Top of Material for this task

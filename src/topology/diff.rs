use std::collections::BTreeSet;

use crate::lsdb::lsa::RouterId;
use crate::topology::neighbors::NeighborSets;

/// Compare two neighbor-set snapshots and produce human-readable change
/// lines: new routers first, then new adjacencies, then removed routers,
/// then removed adjacencies. The log front end keys on the leading word,
/// so every line starts with `New` or `Removed`.
///
/// Adjacencies are canonicalized as unordered pairs so an edge discovered
/// from both endpoints is reported once, and collected into ordered sets so
/// emission order is deterministic. An adjacency whose far endpoint itself
/// appeared or disappeared is folded into that router's own line.
pub fn diff_neighbor_sets(new: &NeighborSets, old: &NeighborSets) -> Vec<String> {
    let mut new_router_lines = Vec::new();
    let mut new_pairs: BTreeSet<(RouterId, RouterId)> = BTreeSet::new();
    for (router, neighbors) in new {
        match old.get(router) {
            None => new_router_lines.push(router_line("New", router, neighbors)),
            Some(old_neighbors) => {
                for neighbor in neighbors.difference(old_neighbors) {
                    if only_in_first(neighbor, new, old) {
                        continue;
                    }
                    new_pairs.insert(canonical_pair(router, neighbor));
                }
            }
        }
    }

    let mut removed_router_lines = Vec::new();
    let mut removed_pairs: BTreeSet<(RouterId, RouterId)> = BTreeSet::new();
    for (router, neighbors) in old {
        match new.get(router) {
            None => removed_router_lines.push(router_line("Removed", router, neighbors)),
            Some(new_neighbors) => {
                for neighbor in neighbors.difference(new_neighbors) {
                    if only_in_first(neighbor, old, new) {
                        continue;
                    }
                    removed_pairs.insert(canonical_pair(router, neighbor));
                }
            }
        }
    }

    let mut lines = new_router_lines;
    lines.extend(
        new_pairs
            .into_iter()
            .map(|(a, b)| format!("New adjacency {a} <-> {b}")),
    );
    lines.extend(removed_router_lines);
    lines.extend(
        removed_pairs
            .into_iter()
            .map(|(a, b)| format!("Removed adjacency {a} <-> {b}")),
    );
    lines
}

/// True when the router keyed `id` exists only in the first snapshot, i.e.
/// it appeared (new pass) or disappeared (removed pass) and already gets a
/// router line of its own.
fn only_in_first(id: &RouterId, first: &NeighborSets, second: &NeighborSets) -> bool {
    first.contains_key(id) && !second.contains_key(id)
}

fn canonical_pair(a: &RouterId, b: &RouterId) -> (RouterId, RouterId) {
    if a <= b {
        (a.clone(), b.clone())
    } else {
        (b.clone(), a.clone())
    }
}

fn router_line(event: &str, router: &RouterId, neighbors: &BTreeSet<RouterId>) -> String {
    if neighbors.is_empty() {
        return format!("{event} router {router}");
    }
    let joined = neighbors
        .iter()
        .map(RouterId::as_str)
        .collect::<Vec<_>>()
        .join(" ");
    format!("{event} router {router} (neighbors: {joined})")
}
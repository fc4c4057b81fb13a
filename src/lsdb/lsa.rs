use std::cmp::Ordering;
use std::fmt::Display;

use serde::{Serialize, Serializer};

/// Dotted-quad identifier used for router ids, LSA ids, DR interface
/// addresses and attached-router entries.
///
/// Dotted quads order by their four groups numerically, so "10.1.2.9"
/// sorts before "10.1.2.10". Ids that are not dotted quads sort in plain
/// byte order, as a group before the quads.
#[derive(Debug, Clone, PartialEq, Eq)]
pub struct RouterId(String);

/// Network-LSA ids live in their own id space (the DR interface address),
/// but share the identifier syntax.
pub type LsaId = RouterId;

impl RouterId {
    pub fn as_str(&self) -> &str {
        &self.0
    }

    fn quad(&self) -> Option<[u8; 4]> {
        let mut groups = self.0.split('.');
        let quad = [
            groups.next()?.parse().ok()?,
            groups.next()?.parse().ok()?,
            groups.next()?.parse().ok()?,
            groups.next()?.parse().ok()?,
        ];
        if groups.next().is_some() {
            return None;
        }
        Some(quad)
    }
}

impl Ord for RouterId {
    // A single per-id sort key keeps the order total and consistent with
    // Eq: non-quad ids group before quads in byte order, quads compare
    // numerically with the raw string as tie breaker (leading zeros).
    fn cmp(&self, other: &Self) -> Ordering {
        (self.quad(), &self.0).cmp(&(other.quad(), &other.0))
    }
}

impl PartialOrd for RouterId {
    fn partial_cmp(&self, other: &Self) -> Option<Ordering> {
        Some(self.cmp(other))
    }
}

impl From<&str> for RouterId {
    fn from(s: &str) -> Self {
        RouterId(s.to_string())
    }
}

impl From<String> for RouterId {
    fn from(s: String) -> Self {
        RouterId(s)
    }
}

impl Display for RouterId {
    fn fmt(&self, f: &mut std::fmt::Formatter<'_>) -> std::fmt::Result {
        write!(f, "{}", self.0)
    }
}

// Serialized as a bare string; identifiers appear as JSON values and as
// parts of namespaced object keys.
impl Serialize for RouterId {
    fn serialize<S>(&self, serializer: S) -> Result<S::Ok, S::Error>
    where
        S: Serializer,
    {
        serializer.serialize_str(&self.0)
    }
}

#[derive(Debug, Clone, Copy, PartialEq, Eq)]
pub enum LsaType {
    Router,
    Network,
}

impl LsaType {
    /// Map the dump's `LSATYPE` code. Codes outside {1, 2} are unsupported.
    pub fn from_code(code: u64) -> Option<Self> {
        match code {
            1 => Some(LsaType::Router),
            2 => Some(LsaType::Network),
            _ => None,
        }
    }
}

impl Display for LsaType {
    fn fmt(&self, f: &mut std::fmt::Formatter<'_>) -> std::fmt::Result {
        match self {
            LsaType::Router => write!(f, "router"),
            LsaType::Network => write!(f, "network"),
        }
    }
}

#[derive(Debug, Clone, Copy, PartialEq, Eq)]
pub enum LinkType {
    PointToPoint,
    Transit,
    Stub,
    Virtual,
}

impl LinkType {
    pub fn from_code(code: u64) -> Option<Self> {
        match code {
            1 => Some(LinkType::PointToPoint),
            2 => Some(LinkType::Transit),
            3 => Some(LinkType::Stub),
            4 => Some(LinkType::Virtual),
            _ => None,
        }
    }
}

/// One link entry of a Router-LSA. `link_id` is the neighboring router id,
/// or the DR interface address for transit links; `link_data` carries the
/// interface address or subnet mask verbatim.
#[derive(Debug, Clone, PartialEq, Eq)]
pub struct RouterLink {
    pub link_type: LinkType,
    pub link_id: RouterId,
    pub link_data: String,
}

#[derive(Debug, Clone, PartialEq, Eq)]
pub enum LsaBody {
    Router { links: Vec<RouterLink> },
    Network { attached: Vec<RouterId> },
}

#[derive(Debug, Clone, PartialEq, Eq)]
pub struct Lsa {
    pub id: LsaId,
    pub adv_router: RouterId,
    pub body: LsaBody,
}

impl Lsa {
    pub fn new(lsa_type: LsaType, adv_router: RouterId, id: LsaId) -> Self {
        let body = match lsa_type {
            LsaType::Router => LsaBody::Router { links: Vec::new() },
            LsaType::Network => LsaBody::Network {
                attached: Vec::new(),
            },
        };
        Lsa {
            id,
            adv_router,
            body,
        }
    }

    pub fn lsa_type(&self) -> LsaType {
        match self.body {
            LsaBody::Router { .. } => LsaType::Router,
            LsaBody::Network { .. } => LsaType::Network,
        }
    }

    /// Append a link entry. Attachments accumulate in input order, across
    /// any number of lines sharing this LSA's (type, id).
    pub fn push_link(&mut self, link: RouterLink) {
        if let LsaBody::Router { links } = &mut self.body {
            links.push(link);
        }
    }

    pub fn push_attached(&mut self, router: RouterId) {
        if let LsaBody::Network { attached } = &mut self.body {
            attached.push(router);
        }
    }

    pub fn links(&self) -> &[RouterLink] {
        match &self.body {
            LsaBody::Router { links } => links,
            LsaBody::Network { .. } => &[],
        }
    }

    pub fn attached_routers(&self) -> &[RouterId] {
        match &self.body {
            LsaBody::Router { .. } => &[],
            LsaBody::Network { attached } => attached,
        }
    }
}
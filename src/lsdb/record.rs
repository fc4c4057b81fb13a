use std::collections::HashMap;

use thiserror::Error;

#[derive(Debug, Clone, PartialEq, Eq, Error)]
pub enum RecordError {
    #[error("token '{0}' has no '=' separator")]
    MissingSeparator(String),
    #[error("missing required key {0}")]
    MissingKey(&'static str),
    #[error("wrong value type for key {0}")]
    WrongType(&'static str),
}

/// A parsed field value. The split between integer and text is decided once,
/// here, so downstream code reads through typed accessors instead of guessing.
#[derive(Debug, Clone, PartialEq, Eq)]
pub enum FieldValue {
    Int(u64),
    Text(String),
}

/// One decoded lsadump line as a field mapping.
///
/// Expected example lines:
/// - `LSATYPE=1 LSAID=10.0.0.1 ADVROUTER=10.0.0.1 LINKTYPE=1 LINKID=10.0.0.2 DATA=192.168.1.1`
/// - `LSATYPE=2 LSAID=192.168.0.3 ADVROUTER=10.0.0.3 ATTACHED=10.0.0.1`
#[derive(Debug, Clone)]
pub struct DumpRecord {
    fields: HashMap<String, FieldValue>,
}

impl DumpRecord {
    /// Parse a single dump line. The line is trimmed, split on single spaces,
    /// and every token must carry a `KEY=VALUE` pair (split on the first `=`).
    /// Values made of decimal digits only become `FieldValue::Int`.
    pub fn parse(line: &str) -> Result<Self, RecordError> {
        let mut fields = HashMap::new();
        for token in line.trim().split(' ') {
            let (key, value) = token
                .split_once('=')
                .ok_or_else(|| RecordError::MissingSeparator(token.to_string()))?;
            let value = if !value.is_empty() && value.bytes().all(|b| b.is_ascii_digit()) {
                match value.parse::<u64>() {
                    Ok(n) => FieldValue::Int(n),
                    Err(_) => FieldValue::Text(value.to_string()),
                }
            } else {
                FieldValue::Text(value.to_string())
            };
            fields.insert(key.to_string(), value);
        }
        Ok(Self { fields })
    }

    #[allow(dead_code)]
    pub fn get(&self, key: &str) -> Option<&FieldValue> {
        self.fields.get(key)
    }

    pub fn require_int(&self, key: &'static str) -> Result<u64, RecordError> {
        match self.fields.get(key) {
            Some(FieldValue::Int(n)) => Ok(*n),
            Some(FieldValue::Text(_)) => Err(RecordError::WrongType(key)),
            None => Err(RecordError::MissingKey(key)),
        }
    }

    pub fn require_text(&self, key: &'static str) -> Result<&str, RecordError> {
        match self.fields.get(key) {
            Some(FieldValue::Text(s)) => Ok(s),
            Some(FieldValue::Int(_)) => Err(RecordError::WrongType(key)),
            None => Err(RecordError::MissingKey(key)),
        }
    }
}

#[cfg(test)]
mod tests {
    use super::*;

    #[test]
    fn test_parse_mixed_values() {
        let record =
            DumpRecord::parse("LSATYPE=1 LSAID=10.0.0.1 ADVROUTER=10.0.0.1 LINKTYPE=2").unwrap();

        assert_eq!(record.require_int("LSATYPE").unwrap(), 1);
        assert_eq!(record.require_int("LINKTYPE").unwrap(), 2);
        assert_eq!(record.require_text("LSAID").unwrap(), "10.0.0.1");
        assert_eq!(
            record.get("ADVROUTER"),
            Some(&FieldValue::Text("10.0.0.1".to_string()))
        );
    }

    #[test]
    fn test_parse_trims_surrounding_whitespace() {
        let record = DumpRecord::parse("  LSATYPE=2 ATTACHED=10.0.0.2\n").unwrap();
        assert_eq!(record.require_int("LSATYPE").unwrap(), 2);
        assert_eq!(record.require_text("ATTACHED").unwrap(), "10.0.0.2");
    }

    #[test]
    fn test_token_without_separator_is_an_error() {
        let err = DumpRecord::parse("LSATYPE=1 garbage").unwrap_err();
        assert_eq!(err, RecordError::MissingSeparator("garbage".to_string()));
    }

    #[test]
    fn test_typed_accessor_mismatches() {
        let record = DumpRecord::parse("LSATYPE=1 LSAID=10.0.0.1").unwrap();
        assert_eq!(
            record.require_text("LSATYPE").unwrap_err(),
            RecordError::WrongType("LSATYPE")
        );
        assert_eq!(
            record.require_int("LSAID").unwrap_err(),
            RecordError::WrongType("LSAID")
        );
        assert_eq!(
            record.require_int("ATTACHED").unwrap_err(),
            RecordError::MissingKey("ATTACHED")
        );
    }
}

Bottom of Material for this task

- _Directions_:
If a line in the data above holds the string "single", report that line.

- _Exercise result_:
    // A single per-id sort key keeps the order total and consistent with
    /// Parse a single dump line. The line is trimmed, split on single spaces,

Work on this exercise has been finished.